Feast of the Most Holy Trinity

Feast of the Most Holy Trinity
Feast of the Most Holy Trinity

The mystery of the Most Holy Trinity is the central mystery of Christian faith and life. It is the mystery of God himself. It is therefore the source of all the other mysteries of faith, the light that enlightens them.

There is one God and in this one God there are three Divine Persons; the Father is God, the Son is God, the Holy Spirit is God. Yet there are not three Gods, but one, eternal, incomprehensible God! The Father is not more God than the Son, neither is the Son more God than the Holy Spirit. The Father is the first Divine Person; the Son is the second Divine Person, begotten from the nature of the Father from eternity; the Holy Spirit is the third Divine Person, proceeding from the Father and the Son. No mortal can fully fathom this sublime truth. Only in heaven shall we properly understand what it means, in union with Christ, to share as sons in the very life of God.

This feast, which falls on the first Sunday after Pentecost, is to remind us that every Sunday is devoted to the honor of the Most Holy Trinity, that every Sunday is sanctified and consecrated to the triune God. Sunday after Sunday we should recall in a spirit of gratitude the gifts which the Blessed Trinity is bestowing upon us.

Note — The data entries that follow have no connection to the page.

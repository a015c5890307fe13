//! Per-request context.
//!
//! A [`RequestContext`] wraps the request head and body together with the
//! state accumulated while the request travels through middlewares and the
//! action pipeline: matched path parameters, the parsed body, uploaded files,
//! the session and state bags populated by middlewares, and the response once
//! it has been emitted.

use bytes::Bytes;
use http::{request::Parts, HeaderMap, HeaderName, HeaderValue, Method, StatusCode, Uri};
use http_body_util::Full;
use serde::{Deserialize, Serialize};
use serde_json::{Map, Value};
use std::collections::HashMap;

/// Response type emitted by adapters.
pub type Response = http::Response<Full<Bytes>>;

/// A file received in a multipart request.
#[derive(Debug, Clone, PartialEq, Serialize, Deserialize)]
pub struct UploadedFile {
    /// Name of the multipart field
    pub field_name: String,
    /// Original file name, as sent by the client
    pub file_name: String,
    pub content_type: Option<String>,
    pub size: usize,
    /// File content, base64-encoded when serialized
    #[serde(with = "base64_bytes")]
    pub data: Bytes,
}

impl UploadedFile {
    pub fn extension(&self) -> Option<&str> {
        self.file_name.rsplit_once('.').map(|(_, ext)| ext)
    }
}

mod base64_bytes {
    use base64::engine::general_purpose::STANDARD;
    use base64::Engine;
    use bytes::Bytes;
    use serde::{Deserialize, Deserializer, Serializer};

    pub fn serialize<S: Serializer>(data: &Bytes, serializer: S) -> Result<S::Ok, S::Error> {
        serializer.serialize_str(&STANDARD.encode(data))
    }

    pub fn deserialize<'de, D: Deserializer<'de>>(deserializer: D) -> Result<Bytes, D::Error> {
        let encoded = String::deserialize(deserializer)?;
        STANDARD
            .decode(encoded.as_bytes())
            .map(Bytes::from)
            .map_err(serde::de::Error::custom)
    }
}

/// Everything known about one incoming request.
pub struct RequestContext {
    parts: Parts,
    body: Bytes,
    parsed_body: Option<Value>,
    path_params: HashMap<String, String>,
    files: HashMap<String, Vec<UploadedFile>>,
    session: Option<Value>,
    state: Map<String, Value>,
    response_headers: HeaderMap,
    response: Option<Response>,
    execution_started: bool,
    failed: bool,
}

impl RequestContext {
    pub fn new(parts: Parts, body: Bytes) -> Self {
        Self {
            parts,
            body,
            parsed_body: None,
            path_params: HashMap::new(),
            files: HashMap::new(),
            session: None,
            state: Map::new(),
            response_headers: HeaderMap::new(),
            response: None,
            execution_started: false,
            failed: false,
        }
    }

    /// Build a context from a full request.
    pub fn from_request(request: http::Request<Bytes>) -> Self {
        let (parts, body) = request.into_parts();
        Self::new(parts, body)
    }

    pub fn method(&self) -> &Method {
        &self.parts.method
    }

    pub fn uri(&self) -> &Uri {
        &self.parts.uri
    }

    pub fn path(&self) -> &str {
        self.parts.uri.path()
    }

    pub fn query_string(&self) -> Option<&str> {
        self.parts.uri.query()
    }

    pub fn headers(&self) -> &HeaderMap {
        &self.parts.headers
    }

    /// Header value as text, if present and valid.
    pub fn header(&self, name: &str) -> Option<&str> {
        self.parts.headers.get(name).and_then(|v| v.to_str().ok())
    }

    /// Raw body bytes
    pub fn body(&self) -> &Bytes {
        &self.body
    }

    /// Body as parsed by the adapter's body parser
    pub fn parsed_body(&self) -> Option<&Value> {
        self.parsed_body.as_ref()
    }

    pub fn set_parsed_body(&mut self, body: Value) {
        self.parsed_body = Some(body);
    }

    pub fn path_params(&self) -> &HashMap<String, String> {
        &self.path_params
    }

    pub fn path_param(&self, name: &str) -> Option<&str> {
        self.path_params.get(name).map(String::as_str)
    }

    pub fn set_path_params(&mut self, params: HashMap<String, String>) {
        self.path_params = params;
    }

    pub fn files(&self, field: &str) -> &[UploadedFile] {
        self.files.get(field).map(Vec::as_slice).unwrap_or(&[])
    }

    pub fn set_files(&mut self, files: HashMap<String, Vec<UploadedFile>>) {
        self.files = files;
    }

    pub fn session(&self) -> Option<&Value> {
        self.session.as_ref()
    }

    pub fn set_session(&mut self, session: Value) {
        self.session = Some(session);
    }

    pub fn state(&self) -> &Map<String, Value> {
        &self.state
    }

    pub fn state_mut(&mut self) -> &mut Map<String, Value> {
        &mut self.state
    }

    /// Add a header to whatever response is eventually emitted.
    pub fn set_response_header(&mut self, name: HeaderName, value: HeaderValue) {
        self.response_headers.insert(name, value);
    }

    /// Whether a response has been emitted.
    pub fn is_emitted(&self) -> bool {
        self.response.is_some()
    }

    /// Emit the response. Only the first emission is kept; later ones are
    /// ignored and reported as `false`.
    pub fn emit(&mut self, mut response: Response) -> bool {
        if self.response.is_some() {
            tracing::warn!(
                method = %self.parts.method,
                path = %self.parts.uri.path(),
                "Response already emitted, dropping second emission"
            );
            return false;
        }
        for (name, value) in self.response_headers.iter() {
            if !response.headers().contains_key(name) {
                response.headers_mut().insert(name.clone(), value.clone());
            }
        }
        self.response = Some(response);
        true
    }

    /// Status of the emitted response
    pub fn response_status(&self) -> Option<StatusCode> {
        self.response.as_ref().map(|r| r.status())
    }

    pub fn take_response(&mut self) -> Option<Response> {
        self.response.take()
    }

    /// Stamp the context as executing an action. Returns `false` when an
    /// execution already started for this request.
    pub fn begin_execution(&mut self) -> bool {
        if self.execution_started {
            return false;
        }
        self.execution_started = true;
        true
    }

    pub fn execution_started(&self) -> bool {
        self.execution_started
    }

    /// Record that an error was emitted for this request.
    pub fn mark_failed(&mut self) {
        self.failed = true;
    }

    pub fn is_failed(&self) -> bool {
        self.failed
    }
}

impl std::fmt::Debug for RequestContext {
    fn fmt(&self, f: &mut std::fmt::Formatter<'_>) -> std::fmt::Result {
        f.debug_struct("RequestContext")
            .field("method", &self.parts.method)
            .field("uri", &self.parts.uri)
            .field("path_params", &self.path_params)
            .field("execution_started", &self.execution_started)
            .field("emitted", &self.response.is_some())
            .finish()
    }
}

#[cfg(test)]
mod tests {
    use super::*;

    fn context() -> RequestContext {
        let request = http::Request::builder()
            .method(Method::GET)
            .uri("/users/1?full=true")
            .header("x-token", "abc")
            .body(Bytes::new())
            .unwrap();
        RequestContext::from_request(request)
    }

    fn response(status: StatusCode) -> Response {
        http::Response::builder()
            .status(status)
            .body(Full::new(Bytes::new()))
            .unwrap()
    }

    #[test]
    fn exposes_request_head() {
        let ctx = context();
        assert_eq!(ctx.path(), "/users/1");
        assert_eq!(ctx.query_string(), Some("full=true"));
        assert_eq!(ctx.header("x-token"), Some("abc"));
    }

    #[test]
    fn execution_stamp_is_set_once() {
        let mut ctx = context();
        assert!(ctx.begin_execution());
        assert!(!ctx.begin_execution());
        assert!(ctx.execution_started());
    }

    #[test]
    fn only_first_emission_is_kept() {
        let mut ctx = context();
        ctx.set_response_header(
            HeaderName::from_static("x-request"),
            HeaderValue::from_static("1"),
        );
        assert!(ctx.emit(response(StatusCode::OK)));
        assert!(!ctx.emit(response(StatusCode::INTERNAL_SERVER_ERROR)));

        let response = ctx.take_response().unwrap();
        assert_eq!(response.status(), StatusCode::OK);
        assert_eq!(response.headers()["x-request"], "1");
    }

    #[test]
    fn uploaded_file_serializes_as_base64() {
        let file = UploadedFile {
            field_name: "avatar".into(),
            file_name: "me.png".into(),
            content_type: Some("image/png".into()),
            size: 3,
            data: Bytes::from_static(b"abc"),
        };
        let json = serde_json::to_value(&file).unwrap();
        assert_eq!(json["data"], "YWJj");
        assert_eq!(file.extension(), Some("png"));

        let back: UploadedFile = serde_json::from_value(json).unwrap();
        assert_eq!(back.data, file.data);
    }
}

The Father created and predestined us; on the first day of the week He began the work of creation. The Son redeemed us; Sunday is the “Day of the Lord,” the day of His resurrection. The Holy Spirit sanctified us, made us His temple; on Sunday the Holy Spirit descended upon the infant Church. Sunday, therefore, is the day of the Most Holy Trinity.

This feast may be interpreted as a finale to all the preceding feasts. All three Persons contributed to and shared in the work of redemption. The Father sent His Son to earth, for “God so loved the world as to give His only-begotten Son.” The Father called us to the faith. The Son, our Savior Jesus Christ, became man and died for us. He redeemed us and made us children of God.

In the ninth century this feast was introduced and was added to the general calendar of the Church in the fourteenth century by Pope John XXII.

Symbols of the Trinity: Equilateral Triangle; Circle of Eternity; Three interwoven Circles; Triangle in Circle; Circle within Triangle; Interwoven Circle and Triangle; Three Fishes linked together in shape of a triangle; Cross and Triangle overlapping; Fleur de Lys; St. Patrick’s Shamrock.